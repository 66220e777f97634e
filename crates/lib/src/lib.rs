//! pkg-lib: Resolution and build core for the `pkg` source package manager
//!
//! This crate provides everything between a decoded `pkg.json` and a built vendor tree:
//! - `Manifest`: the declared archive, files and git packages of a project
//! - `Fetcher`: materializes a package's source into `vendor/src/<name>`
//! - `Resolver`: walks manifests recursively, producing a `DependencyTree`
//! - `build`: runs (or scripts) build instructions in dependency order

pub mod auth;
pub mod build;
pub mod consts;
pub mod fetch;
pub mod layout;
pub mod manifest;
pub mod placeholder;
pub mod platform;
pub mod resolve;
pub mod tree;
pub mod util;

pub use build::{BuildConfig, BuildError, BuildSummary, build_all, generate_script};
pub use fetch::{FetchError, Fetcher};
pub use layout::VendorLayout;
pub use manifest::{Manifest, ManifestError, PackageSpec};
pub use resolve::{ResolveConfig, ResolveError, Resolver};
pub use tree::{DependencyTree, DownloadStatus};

* ACTIVITY
Take the word "Resolver" and find each line of the material that contains it. Copy those lines.

* RESULT
//! - `Resolver`: walks manifests recursively, producing a `DependencyTree`
pub use resolve::{ResolveConfig, ResolveError, Resolver};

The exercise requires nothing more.